Does the continued sale of New Zealand land to overseas interests concern you?
The landmark Onetai Station at Awakino in North Taranaki has been sold to an overseas company.
The Overseas Investment Office (OIO) has approved the sale of the station, 16 kilometres north of Awakino, to an Italian and Argentinian venture called Ceol & Muir Inc.
The well-fenced 1320-hectare coastal property features spectacular views of the west coast to White Cliffs, Mt Taranaki and beyond.
The OIO said the sale satisfied Overseas Investment Act 2005 criteria for substantial and identifiable benefit to New Zealand in terms of jobs, investment for development, indigenous vegetation and fauna, and walking access.
The purchaser intended to develop the farming operation at the station, which receives regular rainfall and has a good supply of water from dams and stony creeks.
Onetai Station used to be owned by Graham Bryant, who died in 2012 and who was largely responsible for the development of the perendale breed of sheep.

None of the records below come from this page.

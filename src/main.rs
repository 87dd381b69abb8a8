use std::path::Path;

use anyhow::Context;
use wm_app::presentation::RecipeDetail;
use wm_core::config::AppConfig;
use whattomake::bootstrap::{create_runtime, init_tracing_subscriber, load_config, resolve_settings};

/// `whattomake [CONFIG.toml]`: open the store and print recipes and the latest menu.
#[tokio::main]
async fn main() -> anyhow::Result<()> {
    let config = match std::env::args_os().nth(1) {
        Some(path) => load_config(Path::new(&path))?,
        None => AppConfig::empty(),
    };
    let config = resolve_settings(config, dirs::data_dir())?;
    init_tracing_subscriber(&config.log_dir)?;

    let runtime = create_runtime(config).context("Failed to wire application")?;
    let uc = runtime.usecases();

    let recipes = uc.fetch_recipes().execute().await?;
    println!("{} recipe(s)", recipes.len());
    for recipe in &recipes {
        let detail = RecipeDetail::new(recipe);
        println!("  {} ({})", detail.name(), detail.usage_count_text());
    }

    if let Some(latest) = uc.fetch_menus().execute().await?.first() {
        println!("Latest menu:");
        for (day, selection) in latest.rows() {
            println!("  {day}: {}", selection.recipe_name);
        }
    }

    Ok(())
}
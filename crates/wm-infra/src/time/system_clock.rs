use std::time::{SystemTime, UNIX_EPOCH};
use wm_core::ports::ClockPort;

pub struct SystemClock;

impl ClockPort for SystemClock {
    fn now_ms(&self) -> i64 {
        // A clock set before 1970 reads as the epoch.
        SystemTime::now()
            .duration_since(UNIX_EPOCH)
            .map(|d| d.as_millis() as i64)
            .unwrap_or(0)
    }
}
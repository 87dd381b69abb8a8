mod executor;
pub mod mappers;
pub mod models;
pub mod pool;
pub mod ports;
pub mod repositories;
pub mod schema;

pub use executor::DieselSqliteExecutor;
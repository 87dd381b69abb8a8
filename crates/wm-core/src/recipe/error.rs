use thiserror::Error;

#[derive(Debug, Clone, PartialEq, Eq, Error)]
pub enum RecipeError {
    #[error("recipe name must not be empty")]
    EmptyName,
}
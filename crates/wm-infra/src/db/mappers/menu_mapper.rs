use anyhow::{Context, Result};
use wm_core::{Menu, MenuId, MenuSelection, RecipeId, TimestampMs};

use crate::db::models::{MenuRow, MenuSelectionRow, NewMenuRow, NewMenuSelectionRow};
use crate::db::ports::{InsertMapper, RowMapper};

/// A menu row together with its selection rows, ordered by position.
pub type StoredMenu = (MenuRow, Vec<MenuSelectionRow>);

pub struct MenuRowMapper;

impl InsertMapper<Menu, (NewMenuRow, Vec<NewMenuSelectionRow>)> for MenuRowMapper {
    fn to_row(&self, domain: &Menu) -> Result<(NewMenuRow, Vec<NewMenuSelectionRow>)> {
        let menu_id = domain.id.as_str().to_string();
        let days = serde_json::to_string(&domain.days).context("serialize menu days")?;

        let selections = domain
            .selections
            .iter()
            .enumerate()
            .map(|(position, selection)| {
                Ok(NewMenuSelectionRow {
                    menu_id: menu_id.clone(),
                    position: i32::try_from(position).context("menu position exceeds i32")?,
                    recipe_id: selection.recipe_id.as_str().to_string(),
                    recipe_name: selection.recipe_name.clone(),
                })
            })
            .collect::<Result<Vec<_>>>()?;

        Ok((
            NewMenuRow {
                id: menu_id,
                generated_at_ms: domain.generated_at.as_millis(),
                days,
            },
            selections,
        ))
    }
}

impl RowMapper<StoredMenu, Menu> for MenuRowMapper {
    fn to_domain(&self, row: &StoredMenu) -> Result<Menu> {
        let (menu, selections) = row;
        let days: Vec<String> = serde_json::from_str(&menu.days)
            .with_context(|| format!("invalid days column for menu {}", menu.id))?;

        Ok(Menu {
            id: MenuId::from(menu.id.clone()),
            generated_at: TimestampMs::from_epoch_millis(menu.generated_at_ms),
            days,
            selections: selections
                .iter()
                .map(|s| MenuSelection {
                    recipe_id: RecipeId::from(s.recipe_id.clone()),
                    recipe_name: s.recipe_name.clone(),
                })
                .collect(),
        })
    }
}
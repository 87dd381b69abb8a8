//! # Application Dependencies
//!
//! Dependency grouping for use-case construction. This is NOT a Builder:
//! no build steps, no default values, no hidden logic. Every port is required.

use std::sync::Arc;
use wm_core::ports::*;

/// Application dependency grouping (non-Builder, just parameter grouping)
#[derive(Clone)]
pub struct AppDeps {
    // Persistence
    pub recipe_repo: Arc<dyn RecipeRepositoryPort>,
    pub menu_repo: Arc<dyn MenuRepositoryPort>,

    // Image attachments
    pub image_store: Arc<dyn ImageStorePort>,
    pub image_codec: Arc<dyn ImageCodecPort>,

    // System
    pub clock: Arc<dyn ClockPort>,
}
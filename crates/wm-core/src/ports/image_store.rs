use async_trait::async_trait;

use super::ImageError;
use crate::ids::ImageRef;

/// Storage for full-resolution recipe images.
#[async_trait]
pub trait ImageStorePort: Send + Sync {
    /// Persist already-encoded image bytes and return the generated reference.
    async fn save_original(&self, encoded: &[u8]) -> Result<ImageRef, ImageError>;

    /// Read back an original. `Ok(None)` when nothing is stored under the reference.
    async fn load_original(&self, image_ref: &ImageRef) -> Result<Option<Vec<u8>>, ImageError>;

    /// Remove an original. Fails when the file does not exist.
    async fn delete_original(&self, image_ref: &ImageRef) -> Result<(), ImageError>;
}
mod menu_repo;
mod recipe_repo;

pub use menu_repo::DieselMenuRepository;
pub use recipe_repo::DieselRecipeRepository;

use wm_core::ports::RepositoryError;

/// Collapse an infrastructure failure into the port's storage error,
/// keeping the whole context chain in the message.
fn storage_error(err: anyhow::Error) -> RepositoryError {
    RepositoryError::Storage(format!("{err:#}"))
}
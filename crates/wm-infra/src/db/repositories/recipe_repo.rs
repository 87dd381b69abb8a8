use async_trait::async_trait;
use diesel::{ExpressionMethods, QueryDsl, RunQueryDsl};
use tracing::debug;
use wm_core::ports::{RecipeRepositoryPort, RepositoryError};
use wm_core::Recipe;

use super::storage_error;
use crate::db::mappers::RecipeRowMapper;
use crate::db::models::RecipeRow;
use crate::db::ports::{DbExecutor, InsertMapper, RowMapper};
use crate::db::schema::recipes;

pub struct DieselRecipeRepository<E>
where
    E: DbExecutor,
{
    executor: E,
}

impl<E> DieselRecipeRepository<E>
where
    E: DbExecutor,
{
    pub fn new(executor: E) -> Self {
        Self { executor }
    }
}

#[async_trait]
impl<E> RecipeRepositoryPort for DieselRecipeRepository<E>
where
    E: DbExecutor,
{
    async fn add(&self, recipe: &Recipe) -> Result<(), RepositoryError> {
        let row = RecipeRowMapper.to_row(recipe).map_err(storage_error)?;
        self.executor
            .run(|conn| {
                diesel::insert_into(recipes::table)
                    .values(&row)
                    .execute(conn)?;
                Ok(())
            })
            .map_err(storage_error)
    }

    async fn update(&self, recipe: &Recipe) -> Result<(), RepositoryError> {
        let row = RecipeRowMapper.to_row(recipe).map_err(storage_error)?;
        let affected = self
            .executor
            .run(|conn| {
                let n = diesel::update(recipes::table.filter(recipes::id.eq(&row.id)))
                    .set(&row)
                    .execute(conn)?;
                Ok(n)
            })
            .map_err(storage_error)?;

        if affected == 0 {
            return Err(RepositoryError::NotFound(recipe.id.to_string()));
        }
        Ok(())
    }

    async fn delete(&self, recipe: &Recipe) -> Result<(), RepositoryError> {
        let recipe_id = recipe.id.as_str();
        let affected = self
            .executor
            .run(|conn| {
                let n = diesel::delete(recipes::table.filter(recipes::id.eq(recipe_id)))
                    .execute(conn)?;
                Ok(n)
            })
            .map_err(storage_error)?;

        if affected == 0 {
            debug!(recipe_id, "delete of unknown recipe ignored");
        }
        Ok(())
    }

    async fn fetch_all(&self) -> Result<Vec<Recipe>, RepositoryError> {
        let rows: Vec<RecipeRow> = self
            .executor
            .run(|conn| {
                let rows = recipes::table
                    .order((recipes::name.asc(), recipes::id.asc()))
                    .load::<RecipeRow>(conn)?;
                Ok(rows)
            })
            .map_err(storage_error)?;

        rows.iter()
            .map(|row| RecipeRowMapper.to_domain(row))
            .collect::<anyhow::Result<Vec<_>>>()
            .map_err(storage_error)
    }
}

He was the first president of the Perendale Sheep Society when it was formed in 1960, was made a life member in 1987 and a Companion of the New Zealand Order of Merit in 1997 for services to agriculture and his contribution to the development of perendales.
The other recent Taranaki transaction approved by the OIO was the $5.69 million sale of four sheep and beef farms near Whangamomona to Austrian and British-registered company Kingheim Ltd in 2012.
At the time, Rob Webster, of NZ Forestry Ltd, who facilitated the deal with the Austrian buyer, said the land would be converted to exotic forestry in stages, with species like Californian redwoods and walnuts. Horse and mountainbike tracks were to be provided between the trees and conservation groups were to be engaged to protect and grow resident kiwi and kokako populations.